**Your task:** Restate word for word the entries below, starting with the line with "png_path: &Path) ->" and continuing through the line with "the outcome message". Include both of those lines and no others.

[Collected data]

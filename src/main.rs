use clap::{Parser, Subcommand};
use jpt::cli::{
    check_default_output, default_jpt_path, default_split_paths, inspect, merge_files,
    show_info, split_file, MergeOptions,
};
use jpt::{FileRole, FormatVersion};
use std::path::{Path, PathBuf};
use std::process::ExitCode;

/// Version info from build.rs
const VERSION: &str = env!("JPT_VERSION");
const BUILD: &str = env!("JPT_BUILD");
const PROFILE: &str = env!("JPT_PROFILE");
const GIT_HASH: &str = env!("JPT_GIT_HASH");

fn get_version() -> &'static str {
    use std::sync::OnceLock;
    static VERSION_STRING: OnceLock<String> = OnceLock::new();
    VERSION_STRING.get_or_init(|| {
        format!("{} {} build {} ({})", PROFILE, VERSION, BUILD, GIT_HASH)
    })
}

#[derive(Parser)]
#[command(name = "jpt")]
#[command(author, about = "Merge a JPEG and a PNG into a JPT container, or split one back", long_about = None)]
struct Cli {
    /// Print version
    #[arg(short = 'V', long)]
    version: bool,

    /// Only log errors
    #[arg(short, long, global = true)]
    quiet: bool,

    /// Log more detail (-v info, -vv debug, -vvv trace)
    #[arg(short, long, action = clap::ArgAction::Count, global = true)]
    verbose: u8,

    #[command(subcommand)]
    command: Option<Commands>,
}

#[derive(Subcommand)]
enum Commands {
    /// Merge a JPEG file and a PNG file into a JPT container
    #[command(alias = "m")]
    Merge {
        /// JPEG input file
        jpeg: PathBuf,

        /// PNG input file
        png: PathBuf,

        /// Output JPT file (defaults to the JPEG path with a .jpt extension)
        output: Option<PathBuf>,

        /// Container layout: v2 (64-bit lengths) or v1 (32-bit, engine-compatible)
        #[arg(long, default_value = "v2", value_parser = parse_format)]
        format: FormatVersion,
    },

    /// Split a JPT container into its JPEG and PNG files
    #[command(alias = "s")]
    Split {
        /// Input JPT file
        input: PathBuf,

        /// Output JPEG file (defaults to the input path with a .jpg extension)
        jpeg: Option<PathBuf>,

        /// Output PNG file (defaults to the input path with a .png extension)
        png: Option<PathBuf>,
    },

    /// Validate a JPT file and show its contents
    #[command(alias = "i")]
    Info {
        /// JPT file to inspect
        file: PathBuf,

        /// Print the report as JSON
        #[arg(long)]
        json: bool,
    },
}

fn parse_format(s: &str) -> Result<FormatVersion, String> {
    s.parse().map_err(|e| format!("{}", e))
}

/// Use an explicit path as given; a derived one must not overwrite an input
fn defaulted(
    explicit: Option<PathBuf>,
    derived: PathBuf,
    role: FileRole,
    inputs: &[&Path],
) -> jpt::Result<PathBuf> {
    match explicit {
        Some(path) => Ok(path),
        None => check_default_output(&derived, role, inputs).map(|_| derived),
    }
}

fn init_tracing(quiet: bool, verbose: u8) {
    let level = if quiet {
        "error"
    } else {
        match verbose {
            0 => "warn",
            1 => "info",
            2 => "debug",
            _ => "trace",
        }
    };
    let _ = tracing_subscriber::fmt()
        .with_env_filter(level)
        .with_target(false)
        .with_writer(std::io::stderr)
        .try_init();
}

fn main() -> ExitCode {
    let cli = Cli::parse();

    // Handle --version flag
    if cli.version {
        println!("jpt {}", get_version());
        return ExitCode::SUCCESS;
    }

    init_tracing(cli.quiet, cli.verbose);

    let command = match cli.command {
        Some(cmd) => cmd,
        None => {
            use clap::CommandFactory;
            if let Err(e) = Cli::command().print_help() {
                eprintln!("Error: {}", e);
                return ExitCode::FAILURE;
            }
            println!();
            return ExitCode::SUCCESS;
        }
    };

    let result = match command {
        Commands::Merge {
            jpeg,
            png,
            output,
            format,
        } => {
            let options = MergeOptions { format };
            let inputs = [jpeg.as_path(), png.as_path()];
            defaulted(output, default_jpt_path(&jpeg), FileRole::Jpt, &inputs)
                .and_then(|output| merge_files(&output, &jpeg, &png, &options))
                .map(|report| println!("{}", report))
        }

        Commands::Split { input, jpeg, png } => {
            let (default_jpeg, default_png) = default_split_paths(&input);
            let inputs = [input.as_path()];
            let jpeg = defaulted(jpeg, default_jpeg, FileRole::Jpeg, &inputs);
            let png = defaulted(png, default_png, FileRole::Png, &inputs);
            jpeg.and_then(|jpeg| png.map(|png| (jpeg, png)))
                .and_then(|(jpeg, png)| split_file(&input, &jpeg, &png))
                .map(|report| println!("{}", report))
        }

        Commands::Info { file, json } => {
            if json {
                inspect(&file)
                    .and_then(|info| info.to_json())
                    .map(|out| println!("{}", out))
            } else {
                show_info(&file).map(|info| print!("{}", info))
            }
        }
    };

    match result {
        Ok(()) => ExitCode::SUCCESS,
        Err(e) => {
            eprintln!("Error: {}", e);
            ExitCode::FAILURE
        }
    }
}
use crate::error::{FileRole, JptError, Result};
use std::fs;
use std::io::{self, Write};
use std::path::{Path, PathBuf};
use tempfile::NamedTempFile;
use tracing::debug;

/// Read a whole source file, classifying caller mistakes as input errors
pub fn read_source(path: &Path, role: FileRole) -> Result<Vec<u8>> {
    if path.as_os_str().is_empty() {
        return Err(JptError::input(role, path, "the filename was not specified"));
    }
    if path.is_dir() {
        return Err(JptError::input(role, path, "the path is a directory"));
    }

    let data = fs::read(path).map_err(|e| classify(role, path, e))?;
    debug!(%role, path = %path.display(), bytes = data.len(), "read source");
    Ok(data)
}

/// Write `bytes` to `path` so readers see either the old file or the complete new one
pub fn write_atomic(path: &Path, role: FileRole, bytes: &[u8]) -> Result<()> {
    StagedFile::stage(path, role, bytes)?.commit()?;
    Ok(())
}

/// Fully written contents waiting in a temporary file beside their destination.
/// Dropping it without committing removes the temporary file.
#[derive(Debug)]
pub struct StagedFile {
    temp: NamedTempFile,
    target: PathBuf,
    role: FileRole,
}

impl StagedFile {
    pub fn stage(path: &Path, role: FileRole, bytes: &[u8]) -> Result<Self> {
        if path.as_os_str().is_empty() {
            return Err(JptError::input(role, path, "the filename was not specified"));
        }
        if path.is_dir() {
            return Err(JptError::input(role, path, "the path is a directory"));
        }
        let dir = parent_dir(path);
        if !dir.is_dir() {
            return Err(JptError::input(
                role,
                path,
                "the destination directory does not exist",
            ));
        }

        let mut temp = tempfile::Builder::new()
            .prefix(".jpt-")
            .suffix(".tmp")
            .tempfile_in(dir)
            .map_err(|e| classify(role, path, e))?;
        temp.write_all(bytes)
            .and_then(|_| temp.as_file().sync_all())
            .map_err(|e| JptError::io(role, path, e))?;
        if let Some(perms) = target_permissions(path) {
            temp.as_file()
                .set_permissions(perms)
                .map_err(|e| JptError::io(role, path, e))?;
        }

        debug!(
            %role,
            target = %path.display(),
            temp = %temp.path().display(),
            bytes = bytes.len(),
            "staged output"
        );
        Ok(Self {
            temp,
            target: path.to_path_buf(),
            role,
        })
    }

    pub fn target(&self) -> &Path {
        &self.target
    }

    /// Rename the staged file over its destination
    pub fn commit(self) -> Result<PathBuf> {
        let Self { temp, target, role } = self;
        temp.persist(&target)
            .map_err(|e| classify(role, &target, e.error))?;
        debug!(%role, target = %target.display(), "committed output");
        Ok(target)
    }
}

/// Absolute form of `path` with `.`/`..` and symlinked directories resolved.
/// Falls back to the path as given when its directory does not exist.
pub fn resolve_path(path: &Path) -> PathBuf {
    if let Ok(full) = fs::canonicalize(path) {
        return full;
    }
    match (fs::canonicalize(parent_dir(path)), path.file_name()) {
        (Ok(dir), Some(name)) => dir.join(name),
        _ => path.to_path_buf(),
    }
}

/// Whether two spellings name the same file on disk
pub fn same_path(a: &Path, b: &Path) -> bool {
    a == b || resolve_path(a) == resolve_path(b)
}

fn parent_dir(path: &Path) -> &Path {
    match path.parent() {
        Some(p) if !p.as_os_str().is_empty() => p,
        _ => Path::new("."),
    }
}

/// Keep the mode of a file being replaced; new files get the usual 0644
fn target_permissions(path: &Path) -> Option<fs::Permissions> {
    match fs::metadata(path) {
        Ok(meta) => Some(meta.permissions()),
        Err(_) => default_permissions(),
    }
}

#[cfg(unix)]
fn default_permissions() -> Option<fs::Permissions> {
    use std::os::unix::fs::PermissionsExt;
    Some(fs::Permissions::from_mode(0o644))
}

#[cfg(not(unix))]
fn default_permissions() -> Option<fs::Permissions> {
    None
}

fn classify(role: FileRole, path: &Path, err: io::Error) -> JptError {
    match err.kind() {
        io::ErrorKind::NotFound => JptError::input(role, path, "the file does not exist"),
        io::ErrorKind::PermissionDenied => JptError::input(role, path, "permission denied"),
        _ => JptError::io(role, path, err),
    }
}
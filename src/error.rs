use serde::Serialize;
use std::fmt;
use std::path::{Path, PathBuf};
use thiserror::Error;

/// Which of the three files taking part in a merge or split an error refers to
#[derive(Debug, Clone, Copy, PartialEq, Eq, Hash, Serialize)]
#[serde(rename_all = "lowercase")]
pub enum FileRole {
    Jpt,
    Jpeg,
    Png,
}

impl fmt::Display for FileRole {
    fn fmt(&self, f: &mut fmt::Formatter<'_>) -> fmt::Result {
        f.write_str(match self {
            Self::Jpt => "JPT",
            Self::Jpeg => "JPEG",
            Self::Png => "PNG",
        })
    }
}

/// Coarse classification of every failure the crate reports
#[derive(Debug, Clone, Copy, PartialEq, Eq)]
pub enum ErrorKind {
    /// Bad caller input: missing source, unwritable destination, oversized payload
    Input,
    /// Bytes that do not form a valid JPT container
    Format,
    /// Read or write failure after the paths were accepted
    Io,
}

/// Decode validation failures, in the order they are checked
#[derive(Error, Debug, Clone, PartialEq, Eq)]
pub enum FormatError {
    #[error("truncated header: need at least {needed} bytes, found {found}")]
    TruncatedHeader { needed: u64, found: u64 },

    #[error("bad magic: expected \"JPT\", found {found}")]
    BadMagic { found: String },

    #[error("unsupported JPT version {0:#04x}")]
    UnsupportedVersion(u8),

    #[error("{role} payload length {declared} overruns the container ({available} bytes remain)")]
    LengthOverrun {
        role: FileRole,
        declared: u64,
        available: u64,
    },

    #[error("{0} trailing bytes after the PNG payload")]
    TrailingBytes(u64),
}

#[derive(Error, Debug)]
pub enum JptError {
    #[error("{role} file '{}': {reason}", path.display())]
    Input {
        role: FileRole,
        path: PathBuf,
        reason: String,
    },

    #[error("Invalid JPT container: {0}")]
    Format(#[from] FormatError),

    #[error("IO error on {role} file '{}': {source}", path.display())]
    Io {
        role: FileRole,
        path: PathBuf,
        #[source]
        source: std::io::Error,
    },

    #[error("{role} payload is {len} bytes, exceeding the {max} byte limit of the chosen format")]
    PayloadTooLarge { role: FileRole, len: u64, max: u64 },

    #[error("Unsupported format version: {0}")]
    UnsupportedFormat(String),

    #[error("JSON error: {0}")]
    Json(#[from] serde_json::Error),
}

impl JptError {
    pub fn input(role: FileRole, path: &Path, reason: impl Into<String>) -> Self {
        Self::Input {
            role,
            path: path.to_path_buf(),
            reason: reason.into(),
        }
    }

    pub fn io(role: FileRole, path: &Path, source: std::io::Error) -> Self {
        Self::Io {
            role,
            path: path.to_path_buf(),
            source,
        }
    }

    pub fn kind(&self) -> ErrorKind {
        match self {
            Self::Input { .. } | Self::PayloadTooLarge { .. } | Self::UnsupportedFormat(_) => {
                ErrorKind::Input
            }
            Self::Format(_) => ErrorKind::Format,
            Self::Io { .. } | Self::Json(_) => ErrorKind::Io,
        }
    }
}

pub type Result<T> = std::result::Result<T, JptError>;
use crate::container::Container;
use crate::error::{FileRole, JptError, Result};
use crate::file::{read_source, same_path, StagedFile};
use crate::header::FormatVersion;
use std::fmt;
use std::path::{Path, PathBuf};
use tracing::{debug, info, instrument};

/// Outcome of a successful split
#[derive(Debug, Clone, PartialEq, Eq)]
pub struct SplitReport {
    pub input: PathBuf,
    pub format: FormatVersion,
    pub jpeg_output: PathBuf,
    pub png_output: PathBuf,
    pub jpeg_bytes: u64,
    pub png_bytes: u64,
}

impl fmt::Display for SplitReport {
    fn fmt(&self, f: &mut fmt::Formatter<'_>) -> fmt::Result {
        write!(
            f,
            "Split {} into {} ({} bytes) and {} ({} bytes)",
            self.input.display(),
            self.jpeg_output.display(),
            self.jpeg_bytes,
            self.png_output.display(),
            self.png_bytes
        )
    }
}

/// Recover the JPEG and PNG files packed in `jpt_path`.
///
/// Nothing is written unless the whole container validates. Both outputs are
/// staged next to their destinations and only renamed into place once both
/// are fully on disk.
#[instrument(skip_all, fields(input = %jpt_path.display()))]
pub fn split_file(jpt_path: &Path, jpeg_path: &Path, png_path: &Path) -> Result<SplitReport> {
    if !png_path.as_os_str().is_empty() && same_path(jpeg_path, png_path) {
        return Err(JptError::input(
            FileRole::Png,
            png_path,
            "the JPEG and PNG destinations are the same file",
        ));
    }

    let bytes = read_source(jpt_path, FileRole::Jpt)?;
    let container = Container::parse(&bytes)?;
    let (jpeg, png) = (container.jpeg(), container.png());
    debug!(
        format = %container.version(),
        jpeg = jpeg.len(),
        png = png.len(),
        "decoded container"
    );

    let staged_jpeg = StagedFile::stage(jpeg_path, FileRole::Jpeg, jpeg.data())?;
    let staged_png = StagedFile::stage(png_path, FileRole::Png, png.data())?;
    let jpeg_output = staged_jpeg.commit()?;
    let png_output = staged_png.commit()?;

    let report = SplitReport {
        input: jpt_path.to_path_buf(),
        format: container.version(),
        jpeg_output,
        png_output,
        jpeg_bytes: jpeg.len(),
        png_bytes: png.len(),
    };
    info!(jpeg = report.jpeg_bytes, png = report.png_bytes, "split");
    Ok(report)
}

/// Split a container, returning the outcome message
pub fn split(jpt_source: &Path, jpeg_destination: &Path, png_destination: &Path) -> Result<String> {
    split_file(jpt_source, jpeg_destination, png_destination).map(|report| report.to_string())
}

#[cfg(test)]
mod tests {
    use super::*;
    use crate::cli::merge::merge;
    use crate::error::{ErrorKind, FormatError};
    use tempfile::tempdir;

    #[test]
    fn test_split_roundtrip() {
        let dir = tempdir().unwrap();
        let jpeg = dir.path().join("photo.jpg");
        let png = dir.path().join("photo.png");
        let jpt = dir.path().join("out.jpt");
        let r_jpeg = dir.path().join("r.jpg");
        let r_png = dir.path().join("r.png");

        let jpeg_data: Vec<u8> = (0..10482).map(|i| (i * 7 % 256) as u8).collect();
        let png_data: Vec<u8> = (0..3096).map(|i| (i * 3 % 256) as u8).collect();
        std::fs::write(&jpeg, &jpeg_data).unwrap();
        std::fs::write(&png, &png_data).unwrap();

        merge(&jpt, &jpeg, &png).unwrap();
        let report = split_file(&jpt, &r_jpeg, &r_png).unwrap();

        assert_eq!(report.jpeg_bytes, 10482);
        assert_eq!(report.png_bytes, 3096);
        assert_eq!(std::fs::read(&r_jpeg).unwrap(), jpeg_data);
        assert_eq!(std::fs::read(&r_png).unwrap(), png_data);
    }

    #[test]
    fn test_split_message() {
        let dir = tempdir().unwrap();
        let jpt = dir.path().join("x.jpt");
        std::fs::write(&jpt, crate::container::encode(b"abc", b"de")).unwrap();

        let message = split(&jpt, &dir.path().join("x.jpg"), &dir.path().join("x.png")).unwrap();
        assert!(message.contains("x.jpg (3 bytes)"));
        assert!(message.contains("x.png (2 bytes)"));
    }

    #[test]
    fn test_plain_jpeg_creates_no_outputs() {
        let dir = tempdir().unwrap();
        let fake = dir.path().join("photo.jpt");
        let r_jpeg = dir.path().join("r.jpg");
        let r_png = dir.path().join("r.png");
        std::fs::write(&fake, [0xFF, 0xD8, 0xFF, 0xE0, 0, 16, b'J', b'F', b'I', b'F', 0, 1, 1]).unwrap();

        let err = split_file(&fake, &r_jpeg, &r_png).unwrap_err();
        assert_eq!(err.kind(), ErrorKind::Format);
        assert!(matches!(err, JptError::Format(FormatError::BadMagic { .. })));
        assert!(!r_jpeg.exists());
        assert!(!r_png.exists());
    }

    #[test]
    fn test_corrupt_container_keeps_existing_outputs() {
        let dir = tempdir().unwrap();
        let jpt = dir.path().join("x.jpt");
        let r_jpeg = dir.path().join("r.jpg");
        let r_png = dir.path().join("r.png");
        let mut bytes = crate::container::encode(b"abc", b"de");
        bytes.push(0);
        std::fs::write(&jpt, bytes).unwrap();
        std::fs::write(&r_jpeg, b"keep-jpeg").unwrap();
        std::fs::write(&r_png, b"keep-png").unwrap();

        let err = split_file(&jpt, &r_jpeg, &r_png).unwrap_err();
        assert!(matches!(err, JptError::Format(FormatError::TrailingBytes(1))));
        assert_eq!(std::fs::read(&r_jpeg).unwrap(), b"keep-jpeg");
        assert_eq!(std::fs::read(&r_png).unwrap(), b"keep-png");
    }

    #[test]
    fn test_unwritable_png_destination_writes_nothing() {
        let dir = tempdir().unwrap();
        let jpt = dir.path().join("x.jpt");
        let r_jpeg = dir.path().join("r.jpg");
        let r_png = dir.path().join("no-such-dir").join("r.png");
        std::fs::write(&jpt, crate::container::encode(b"abc", b"de")).unwrap();

        let err = split_file(&jpt, &r_jpeg, &r_png).unwrap_err();
        assert!(matches!(err, JptError::Input { role: FileRole::Png, .. }));
        assert!(!r_jpeg.exists());
    }

    #[test]
    fn test_same_destination_rejected() {
        let dir = tempdir().unwrap();
        let jpt = dir.path().join("x.jpt");
        let out = dir.path().join("both");
        std::fs::write(&jpt, crate::container::encode(b"abc", b"de")).unwrap();

        let err = split_file(&jpt, &out, &out).unwrap_err();
        assert_eq!(err.kind(), ErrorKind::Input);
        assert!(!out.exists());
    }

    #[test]
    fn test_aliased_destination_rejected() {
        let dir = tempdir().unwrap();
        let jpt = dir.path().join("x.jpt");
        std::fs::create_dir(dir.path().join("sub")).unwrap();
        let out = dir.path().join("out");
        let alias = dir.path().join("sub").join("..").join("out");
        std::fs::write(&jpt, crate::container::encode(b"JPEGDATA", b"PNG")).unwrap();

        let err = split_file(&jpt, &out, &alias).unwrap_err();
        assert!(matches!(err, JptError::Input { role: FileRole::Png, .. }));
        assert!(!out.exists());

        std::fs::write(&out, b"previous").unwrap();
        assert!(split_file(&jpt, &alias, &out).is_err());
        assert_eq!(std::fs::read(&out).unwrap(), b"previous");
    }

    #[test]
    fn test_missing_container_is_input_error() {
        let dir = tempdir().unwrap();
        let err = split_file(
            &dir.path().join("missing.jpt"),
            &dir.path().join("r.jpg"),
            &dir.path().join("r.png"),
        )
        .unwrap_err();
        assert!(matches!(err, JptError::Input { role: FileRole::Jpt, .. }));
    }
}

**Solution to this task:**
pub fn split_file(jpt_path: &Path, jpeg_path: &Path, png_path: &Path) -> Result<SplitReport> {
    if !png_path.as_os_str().is_empty() && same_path(jpeg_path, png_path) {
        return Err(JptError::input(
            FileRole::Png,
            png_path,
            "the JPEG and PNG destinations are the same file",
        ));
    }

    let bytes = read_source(jpt_path, FileRole::Jpt)?;
    let container = Container::parse(&bytes)?;
    let (jpeg, png) = (container.jpeg(), container.png());
    debug!(
        format = %container.version(),
        jpeg = jpeg.len(),
        png = png.len(),
        "decoded container"
    );

    let staged_jpeg = StagedFile::stage(jpeg_path, FileRole::Jpeg, jpeg.data())?;
    let staged_png = StagedFile::stage(png_path, FileRole::Png, png.data())?;
    let jpeg_output = staged_jpeg.commit()?;
    let png_output = staged_png.commit()?;

    let report = SplitReport {
        input: jpt_path.to_path_buf(),
        format: container.version(),
        jpeg_output,
        png_output,
        jpeg_bytes: jpeg.len(),
        png_bytes: png.len(),
    };
    info!(jpeg = report.jpeg_bytes, png = report.png_bytes, "split");
    Ok(report)
}

/// Split a container, returning the outcome message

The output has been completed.